What you need to do
Among the lines below, count those that include "Left", and state the count alone.

Input data
____________
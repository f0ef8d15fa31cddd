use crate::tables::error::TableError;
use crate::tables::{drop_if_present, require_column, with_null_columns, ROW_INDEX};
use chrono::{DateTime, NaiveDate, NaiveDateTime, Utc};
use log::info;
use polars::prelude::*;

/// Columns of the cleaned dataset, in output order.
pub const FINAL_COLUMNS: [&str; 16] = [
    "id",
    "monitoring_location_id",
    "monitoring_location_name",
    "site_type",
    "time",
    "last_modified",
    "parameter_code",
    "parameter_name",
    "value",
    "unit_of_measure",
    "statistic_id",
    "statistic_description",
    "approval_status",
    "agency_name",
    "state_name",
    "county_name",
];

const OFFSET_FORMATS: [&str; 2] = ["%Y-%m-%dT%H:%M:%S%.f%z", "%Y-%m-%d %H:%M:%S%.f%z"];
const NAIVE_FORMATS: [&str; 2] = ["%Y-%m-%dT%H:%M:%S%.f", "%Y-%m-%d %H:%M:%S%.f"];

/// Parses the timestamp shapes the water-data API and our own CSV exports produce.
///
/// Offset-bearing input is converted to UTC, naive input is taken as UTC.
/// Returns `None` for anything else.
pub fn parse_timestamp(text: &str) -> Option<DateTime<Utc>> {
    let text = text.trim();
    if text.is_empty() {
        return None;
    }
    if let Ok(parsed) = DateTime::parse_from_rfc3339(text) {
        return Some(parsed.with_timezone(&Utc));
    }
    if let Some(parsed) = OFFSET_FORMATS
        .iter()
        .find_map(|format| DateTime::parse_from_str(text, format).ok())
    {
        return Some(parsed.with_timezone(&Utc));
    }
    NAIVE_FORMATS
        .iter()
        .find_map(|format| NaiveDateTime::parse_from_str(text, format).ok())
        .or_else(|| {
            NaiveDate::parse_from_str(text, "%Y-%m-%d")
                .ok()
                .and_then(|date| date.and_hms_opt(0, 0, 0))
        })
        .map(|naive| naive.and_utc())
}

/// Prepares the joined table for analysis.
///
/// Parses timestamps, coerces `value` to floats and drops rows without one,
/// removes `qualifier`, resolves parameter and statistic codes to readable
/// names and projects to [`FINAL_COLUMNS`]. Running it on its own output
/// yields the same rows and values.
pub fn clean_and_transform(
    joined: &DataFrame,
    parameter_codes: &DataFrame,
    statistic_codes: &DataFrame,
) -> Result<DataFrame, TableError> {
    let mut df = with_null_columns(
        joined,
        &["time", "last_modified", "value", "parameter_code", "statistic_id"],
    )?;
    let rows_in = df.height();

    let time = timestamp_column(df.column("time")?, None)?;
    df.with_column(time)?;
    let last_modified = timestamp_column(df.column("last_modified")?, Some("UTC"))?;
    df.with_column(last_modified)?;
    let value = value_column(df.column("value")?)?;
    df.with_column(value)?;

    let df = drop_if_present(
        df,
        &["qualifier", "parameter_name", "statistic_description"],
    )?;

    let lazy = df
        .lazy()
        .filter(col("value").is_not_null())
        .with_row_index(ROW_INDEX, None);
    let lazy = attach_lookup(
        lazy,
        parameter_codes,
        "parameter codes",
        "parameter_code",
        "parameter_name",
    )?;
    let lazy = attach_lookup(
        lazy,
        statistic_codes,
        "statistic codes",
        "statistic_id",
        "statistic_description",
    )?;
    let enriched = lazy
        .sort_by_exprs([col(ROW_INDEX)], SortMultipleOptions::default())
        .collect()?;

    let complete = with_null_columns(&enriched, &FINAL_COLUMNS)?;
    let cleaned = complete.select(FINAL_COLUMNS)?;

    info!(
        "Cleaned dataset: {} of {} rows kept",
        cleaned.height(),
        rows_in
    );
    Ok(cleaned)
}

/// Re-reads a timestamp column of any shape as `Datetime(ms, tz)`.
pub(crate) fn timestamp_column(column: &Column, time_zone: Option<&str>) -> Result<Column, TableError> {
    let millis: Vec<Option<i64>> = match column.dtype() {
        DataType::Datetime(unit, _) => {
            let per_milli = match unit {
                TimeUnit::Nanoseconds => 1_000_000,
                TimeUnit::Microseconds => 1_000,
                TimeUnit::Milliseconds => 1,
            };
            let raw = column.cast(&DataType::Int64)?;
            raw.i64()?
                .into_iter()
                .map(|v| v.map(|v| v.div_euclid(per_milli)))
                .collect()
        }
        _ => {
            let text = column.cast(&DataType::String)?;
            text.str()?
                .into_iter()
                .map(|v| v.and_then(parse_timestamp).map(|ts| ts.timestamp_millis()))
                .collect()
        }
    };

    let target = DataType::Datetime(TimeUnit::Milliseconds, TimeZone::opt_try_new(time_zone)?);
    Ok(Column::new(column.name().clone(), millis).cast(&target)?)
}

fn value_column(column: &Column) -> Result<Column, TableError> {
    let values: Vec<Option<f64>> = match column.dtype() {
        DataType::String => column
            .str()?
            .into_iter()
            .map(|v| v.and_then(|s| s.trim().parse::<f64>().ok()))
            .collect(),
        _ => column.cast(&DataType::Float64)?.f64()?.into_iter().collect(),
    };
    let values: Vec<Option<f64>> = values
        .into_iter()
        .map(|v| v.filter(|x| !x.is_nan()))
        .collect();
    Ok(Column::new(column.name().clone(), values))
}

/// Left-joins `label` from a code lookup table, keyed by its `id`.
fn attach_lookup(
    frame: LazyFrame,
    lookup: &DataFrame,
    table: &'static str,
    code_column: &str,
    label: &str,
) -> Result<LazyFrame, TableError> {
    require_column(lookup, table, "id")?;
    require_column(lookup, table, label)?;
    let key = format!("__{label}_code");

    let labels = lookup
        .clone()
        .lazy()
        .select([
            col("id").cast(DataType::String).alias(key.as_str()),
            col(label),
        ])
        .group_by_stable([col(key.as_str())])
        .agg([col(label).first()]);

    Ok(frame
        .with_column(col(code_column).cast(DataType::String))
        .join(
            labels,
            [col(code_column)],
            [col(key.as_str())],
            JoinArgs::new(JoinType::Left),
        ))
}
____________
Written reply
2